The record does not contain a request for summons filed by claimant in the circuit court or evidence that claimant filed in the circuit court a receipt from the Commission for payment of the record preparation cost. Pursuant to section 19(f)(1), the Commission’s decision set the fee to prepare the record at $35. A failure to file proof of payment for record preparation to the Commission deprives the circuit court of jurisdiction. Perry, 304 Ill. App. 3d at 287, 710 N.E.2d at 498. The record also does not show that claimant filed in the circuit court an affidavit indicating that she had paid the Commission for record preparation. See Lasley Construction Co. v. Industrial Comm’n, 274 Ill. App. 3d 890, 894, 655 N.E.2d 5, 8 (1995).

Section 19(f)(1) of the Act does permit a review to proceed, in lieu of payment of the fee, if the Commission shall be satisfied that the employee is a poor person and unable to pay the costs and expenses provided for by the Act (820 ILCS 305/20 (West 2000)). When a claimant files in the circuit court proof of the Commission granting her section 20 status, even though such proof was not filed at the time of instituting the judicial review proceeding, this court has found jurisdiction based on the fact that the Commission granted section 20 status within the 20-day time limit for instituting the judicial review. Jackson v. Industrial Comm’n, 308 Ill. App. 3d 296, 299, 719 N.E.2d 1159, 1165-66 (1999). See First Chicago v. Industrial Comm’n, 294 Ill. App. 3d 685, 689, 691 N.E.2d 134, 137 (1998) (evidence of compliance with the statute may be filed outside the 20-day statutorily required period in order to address a motion challenging the jurisdiction of the court).

Claimant did attach to her response to the motion to dismiss a copy of a notice of motion she filed in the Commission on April 1, 1999, seeking section 20 status.

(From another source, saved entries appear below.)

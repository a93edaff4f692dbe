use serde::{Deserialize, Serialize};

use crate::error::{FlowError, Result};
use crate::graph::DEFAULT_MAX_STEPS;

/// Decision nodes a single topic-manager round can pass through.
const DECISION_NODES: usize = 3;

/// Default number of model calls a decision node may spend per round.
pub const DEFAULT_MAX_DECISION_ATTEMPTS: u32 = 3;

/// Default number of dialogue messages shown to decision prompts.
pub const DEFAULT_TRANSCRIPT_WINDOW: usize = 40;

/// Tuning knobs for a [`crate::TurnRunner`].
#[derive(Debug, Clone, PartialEq, Eq, Serialize, Deserialize)]
#[serde(default)]
pub struct FlowConfig {
    /// Model calls allowed per decision node per round (minimum 1).
    pub max_decision_attempts: u32,
    /// Node executions allowed per graph invocation.
    pub max_graph_steps: usize,
    /// Trailing dialogue messages included in decision prompts.
    pub transcript_window: usize,
}

impl Default for FlowConfig {
    fn default() -> Self {
        Self {
            max_decision_attempts: DEFAULT_MAX_DECISION_ATTEMPTS,
            max_graph_steps: DEFAULT_MAX_STEPS,
            transcript_window: DEFAULT_TRANSCRIPT_WINDOW,
        }
    }
}

impl FlowConfig {
    pub fn new() -> Self {
        Self::default()
    }

    pub fn with_max_decision_attempts(mut self, attempts: u32) -> Self {
        self.max_decision_attempts = attempts.max(1);
        self
    }

    pub fn with_max_graph_steps(mut self, steps: usize) -> Self {
        self.max_graph_steps = steps;
        self
    }

    pub fn with_transcript_window(mut self, window: usize) -> Self {
        self.transcript_window = window;
        self
    }

    /// Attempt budget with the lower bound applied.
    pub(crate) fn decision_attempts(&self) -> u32 {
        self.max_decision_attempts.max(1)
    }

    /// Steps the topic manager needs when every decision node spends its
    /// whole budget, plus the run that reports exhaustion.
    pub fn required_graph_steps(&self) -> usize {
        DECISION_NODES * self.decision_attempts() as usize + 1
    }

    /// Check that the step limit cannot cut a decision round short.
    pub fn validate(&self) -> Result<()> {
        let required = self.required_graph_steps();
        if self.max_graph_steps < required {
            return Err(FlowError::InvalidConfig(format!(
                "max_graph_steps is {} but {} decision attempts need at least {required}",
                self.max_graph_steps,
                self.decision_attempts()
            )));
        }
        Ok(())
    }
}
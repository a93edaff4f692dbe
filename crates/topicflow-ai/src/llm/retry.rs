//! Backoff policy for transient provider failures

use std::time::Duration;

use reqwest::Response;
use reqwest::header::{HeaderMap, RETRY_AFTER};
use serde::Deserialize;

use crate::error::AiError;

/// Longest slice of an error body kept in [`AiError::LlmHttp`].
const MAX_ERROR_BODY: usize = 512;

/// Caps the exponent so doubling never overflows.
const MAX_DOUBLINGS: u32 = 16;

/// How a provider client spaces out repeated requests.
///
/// Delays double from `base_delay_ms` and never exceed `max_delay_ms`,
/// including waits the server asks for via `Retry-After`. Loaded from the
/// `[retry]` table of the CLI config.
#[derive(Debug, Clone, PartialEq, Eq, Deserialize)]
#[serde(default)]
pub struct RetryPolicy {
    /// Extra requests after the first one.
    pub max_retries: u32,
    pub base_delay_ms: u64,
    pub max_delay_ms: u64,
}

impl Default for RetryPolicy {
    fn default() -> Self {
        Self {
            max_retries: 3,
            base_delay_ms: 250,
            max_delay_ms: 8_000,
        }
    }
}

impl RetryPolicy {
    /// Total requests the policy allows for one completion.
    pub fn attempts(&self) -> u32 {
        self.max_retries.saturating_add(1)
    }

    /// Wait before retry number `retry` (1-based).
    pub fn backoff(&self, retry: u32, server_hint: Option<Duration>) -> Duration {
        let ceiling = Duration::from_millis(self.max_delay_ms);
        if let Some(hint) = server_hint {
            return hint.min(ceiling);
        }
        let doublings = retry.saturating_sub(1).min(MAX_DOUBLINGS);
        let delay = self.base_delay_ms.saturating_mul(1u64 << doublings);
        Duration::from_millis(delay).min(ceiling)
    }
}

/// `Retry-After` in whole seconds; HTTP-date values are ignored.
fn retry_after(headers: &HeaderMap) -> Option<u64> {
    headers
        .get(RETRY_AFTER)?
        .to_str()
        .ok()?
        .trim()
        .parse()
        .ok()
}

fn clip_body(body: String) -> String {
    if body.len() <= MAX_ERROR_BODY {
        return body;
    }
    let mut cut = MAX_ERROR_BODY;
    while !body.is_char_boundary(cut) {
        cut -= 1;
    }
    format!("{}... [truncated]", &body[..cut])
}

/// Convert a non-success response into [`AiError::LlmHttp`].
pub(crate) async fn http_error(response: Response, provider: &str) -> AiError {
    let status = response.status().as_u16();
    let retry_after_secs = retry_after(response.headers());
    let message = clip_body(response.text().await.unwrap_or_default());

    AiError::LlmHttp {
        provider: provider.to_string(),
        status,
        message,
        retry_after_secs,
    }
}
use std::sync::Arc;

use topicflow_ai::LlmClient;
use tracing::{debug, info};

use crate::config::FlowConfig;
use crate::dispatch::build_dispatch_graph;
use crate::error::Result;
use crate::graph::CompiledGraph;
use crate::handlers::HandlerSet;
use crate::state::{ConversationState, DialogueMessage, StatePatch};

/// Drives one conversation turn through the dispatch graph.
///
/// A runner holds no per-conversation data, so one instance can serve any
/// number of conversations concurrently.
pub struct TurnRunner {
    graph: CompiledGraph<ConversationState>,
    config: FlowConfig,
}

impl TurnRunner {
    /// Build the dispatch graph for `handlers`; fails on a config whose step
    /// limit would end a turn before a decision node can report exhaustion.
    pub fn new(llm: Arc<dyn LlmClient>, handlers: HandlerSet, config: FlowConfig) -> Result<Self> {
        config.validate()?;
        let graph = build_dispatch_graph(llm, &handlers, &config)?;
        Ok(Self { graph, config })
    }

    /// Runner with the stock handlers and default limits.
    pub fn with_defaults(llm: Arc<dyn LlmClient>) -> Result<Self> {
        let handlers = HandlerSet::defaults(llm.clone());
        Self::new(llm, handlers, FlowConfig::default())
    }

    pub fn config(&self) -> &FlowConfig {
        &self.config
    }

    /// Process `message` against `state`.
    ///
    /// The turn runs on a copy; `state` is only replaced when the whole turn
    /// succeeds. Returns the messages appended during the turn.
    pub async fn run_turn(
        &self,
        state: &mut ConversationState,
        message: impl Into<String>,
    ) -> Result<Vec<DialogueMessage>> {
        let message = message.into();
        debug!(chars = message.len(), stack = state.topic_stack.len(), "Starting turn");

        let mut working = state.clone();
        working.apply(
            StatePatch::new()
                .with_current_message(message)
                .drain_scratch()
                .clear_verdict()
                .clear_handoff(),
        );

        let before = working.dialogue.len();
        let finished = self.graph.invoke(working).await?;
        let appended = finished.dialogue[before..].to_vec();

        info!(
            appended = appended.len(),
            stack = finished.topic_stack.len(),
            archived = finished.archive.len(),
            "Turn complete"
        );
        *state = finished;
        Ok(appended)
    }
}
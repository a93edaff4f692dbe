//! Deterministic mock LLM client for tests and offline runs.

use std::collections::VecDeque;
use std::sync::Arc;

use async_trait::async_trait;
use tokio::sync::Mutex;
use tokio::time::{Duration, sleep};

use crate::error::{AiError, Result};

use super::{CompletionRequest, CompletionResponse, FinishReason, LlmClient, Role, TokenUsage};

/// Deterministic step for scripted mock completions.
#[derive(Debug, Clone)]
pub enum MockStepKind {
    /// Return a plain assistant message.
    Text(String),
    /// Return an LLM error.
    Error(String),
    /// Return a timeout-like error after optional delay.
    Timeout,
}

/// Scripted completion step with optional delay.
#[derive(Debug, Clone)]
pub struct MockStep {
    pub delay_ms: u64,
    pub kind: MockStepKind,
}

impl MockStep {
    pub fn text(content: impl Into<String>) -> Self {
        Self {
            delay_ms: 0,
            kind: MockStepKind::Text(content.into()),
        }
    }

    pub fn error(message: impl Into<String>) -> Self {
        Self {
            delay_ms: 0,
            kind: MockStepKind::Error(message.into()),
        }
    }

    pub fn timeout(delay_ms: u64) -> Self {
        Self {
            delay_ms,
            kind: MockStepKind::Timeout,
        }
    }

    pub fn with_delay(mut self, delay_ms: u64) -> Self {
        self.delay_ms = delay_ms;
        self
    }
}

/// A deterministic mock LLM client driven by scripted steps.
///
/// Every request is recorded so tests can assert on the prompts that were
/// sent. Once the script runs dry the client echoes the last user message,
/// unless it was built with [`MockLlmClient::strict`].
#[derive(Debug, Clone, Default)]
pub struct MockLlmClient {
    model: String,
    strict: bool,
    script: Arc<Mutex<VecDeque<MockStep>>>,
    requests: Arc<Mutex<Vec<CompletionRequest>>>,
    served: Arc<Mutex<usize>>,
}

impl MockLlmClient {
    pub fn new(model: impl Into<String>) -> Self {
        Self {
            model: model.into(),
            ..Self::default()
        }
    }

    pub fn from_steps(model: impl Into<String>, steps: Vec<MockStep>) -> Self {
        Self {
            model: model.into(),
            script: Arc::new(Mutex::new(VecDeque::from(steps))),
            ..Self::default()
        }
    }

    /// Build a client from plain text replies.
    pub fn from_replies<I, T>(model: impl Into<String>, replies: I) -> Self
    where
        I: IntoIterator<Item = T>,
        T: Into<String>,
    {
        let steps = replies.into_iter().map(MockStep::text).collect();
        Self::from_steps(model, steps)
    }

    /// Fail with [`AiError::ScriptExhausted`] instead of echoing once the
    /// script is consumed.
    pub fn strict(mut self) -> Self {
        self.strict = true;
        self
    }

    pub async fn push_step(&self, step: MockStep) {
        self.script.lock().await.push_back(step);
    }

    /// Number of scripted steps not yet consumed.
    pub async fn remaining(&self) -> usize {
        self.script.lock().await.len()
    }

    /// All requests received so far, oldest first.
    pub async fn recorded_requests(&self) -> Vec<CompletionRequest> {
        self.requests.lock().await.clone()
    }

    async fn next_step(&self) -> Option<MockStep> {
        self.script.lock().await.pop_front()
    }

    fn usage_for(content_len: usize) -> TokenUsage {
        let completion_tokens = content_len as u32;
        TokenUsage {
            prompt_tokens: 1,
            completion_tokens,
            total_tokens: 1 + completion_tokens,
        }
    }

    fn fallback_response(request: &CompletionRequest) -> CompletionResponse {
        let text = request
            .messages
            .iter()
            .rev()
            .find(|msg| matches!(msg.role, Role::User))
            .map(|msg| format!("mock-echo: {}", msg.content))
            .unwrap_or_else(|| "mock-ok".to_string());

        CompletionResponse {
            usage: Some(Self::usage_for(text.len())),
            content: Some(text),
            finish_reason: FinishReason::Stop,
        }
    }
}

#[async_trait]
impl LlmClient for MockLlmClient {
    fn provider(&self) -> &str {
        "mock"
    }

    fn model(&self) -> &str {
        &self.model
    }

    async fn complete(&self, request: CompletionRequest) -> Result<CompletionResponse> {
        self.requests.lock().await.push(request.clone());

        let Some(step) = self.next_step().await else {
            if self.strict {
                return Err(AiError::ScriptExhausted(*self.served.lock().await));
            }
            return Ok(Self::fallback_response(&request));
        };
        *self.served.lock().await += 1;

        if step.delay_ms > 0 {
            sleep(Duration::from_millis(step.delay_ms)).await;
        }

        match step.kind {
            MockStepKind::Text(content) => Ok(CompletionResponse {
                usage: Some(Self::usage_for(content.len())),
                content: Some(content),
                finish_reason: FinishReason::Stop,
            }),
            MockStepKind::Error(message) => Err(AiError::Llm(message)),
            MockStepKind::Timeout => Err(AiError::Llm("mock timeout".to_string())),
        }
    }
}

#[cfg(test)]
mod tests {
    use super::*;
    use crate::llm::{Message, invoke};

    #[tokio::test]
    async fn mock_client_returns_scripted_text() {
        let client = MockLlmClient::from_steps("mock-model", vec![MockStep::text("hello")]);

        let response = client
            .complete(CompletionRequest::new(vec![Message::user("ping")]))
            .await
            .expect("mock response should succeed");

        assert_eq!(response.content.as_deref(), Some("hello"));
        assert_eq!(response.finish_reason, FinishReason::Stop);
    }

    #[tokio::test]
    async fn mock_client_echoes_when_script_is_empty() {
        let client = MockLlmClient::new("mock-model");

        let text = invoke(&client, vec![Message::user("ping")])
            .await
            .expect("fallback should succeed");

        assert_eq!(text, "mock-echo: ping");
    }

    #[tokio::test]
    async fn strict_mock_client_fails_when_script_is_empty() {
        let client = MockLlmClient::from_replies("mock-model", ["only"]).strict();

        invoke(&client, vec![Message::user("one")]).await.unwrap();
        let err = invoke(&client, vec![Message::user("two")])
            .await
            .unwrap_err();

        assert!(matches!(err, AiError::ScriptExhausted(1)));
    }

    #[tokio::test]
    async fn mock_client_records_requests() {
        let client = MockLlmClient::from_replies("mock-model", ["a", "b"]);

        invoke(&client, vec![Message::system("first")]).await.unwrap();
        invoke(&client, vec![Message::user("second")]).await.unwrap();

        let requests = client.recorded_requests().await;
        assert_eq!(requests.len(), 2);
        assert_eq!(requests[0].messages[0].content, "first");
        assert_eq!(requests[1].messages[0].role, Role::User);
        assert_eq!(client.remaining().await, 0);
    }

    #[tokio::test]
    async fn mock_client_surfaces_scripted_errors() {
        let client = MockLlmClient::from_steps(
            "mock-model",
            vec![MockStep::error("rate limit"), MockStep::timeout(0)],
        );

        let first = invoke(&client, vec![Message::user("x")]).await.unwrap_err();
        assert!(first.is_retryable());

        let second = invoke(&client, vec![Message::user("x")]).await.unwrap_err();
        assert!(matches!(second, AiError::Llm(ref m) if m == "mock timeout"));
    }
}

Commissioner Douglas E Stevenson granted the motion on April 29, 1999, some 10 months prior to the Commission’s March 20, 2000, decision. Claimant’s motion and the transcript of the motion hearing before Commissioner Stevenson were included in the record prepared by the Commission and certified to the circuit court. Because claimant had section 20 status at the time she filed the pleadings in the circuit court, we decline to find that the circuit court was deprived of jurisdiction on the basis that she failed to *288file proof of payment or excuse from payment of record preparation costs at the time of instituting the judicial review proceeding.

However, claimant failed to file a written request for summons. The failure to file a written request for issuance of summons deprived the circuit court of subject matter jurisdiction. Fisher v. Industrial Comm’n, 231 Ill. App. 3d 1061, 1064-65, 596 N.E.2d 831, 833-34 (1992). In Fisher, the appellate court relied upon Whitmer v. Industrial Comm’n, 187 Ill. App. 3d 409, 411, 549 N.E.2d 353, 354 (1989), and Taylor v. Industrial Comm’n, 221 Ill. App. 3d 701, 703, 583 N.E.2d 4, 6 (1991). We have reviewed all of the documents filed by claimant in the circuit court on April 24, 2000, and none of those documents request the issuance of summons. Claimant’s filing of the four 30-day summonses on May 1, 2000, directed to respondent and each of the commissioners, is not compliance with the Act. As in Whitmer, Taylor, and Fisher, the fact that summons issued does not excuse the statutory requirement of filing a request for summons.

The order of the circuit court of Peoria County is vacated, and this appeal is dismissed.

Judgment vacated; appeal dismissed.

HOFFMAN, O’MALLEY, HOLDRIDGE, and GOLDENHERSH, JJ., concur.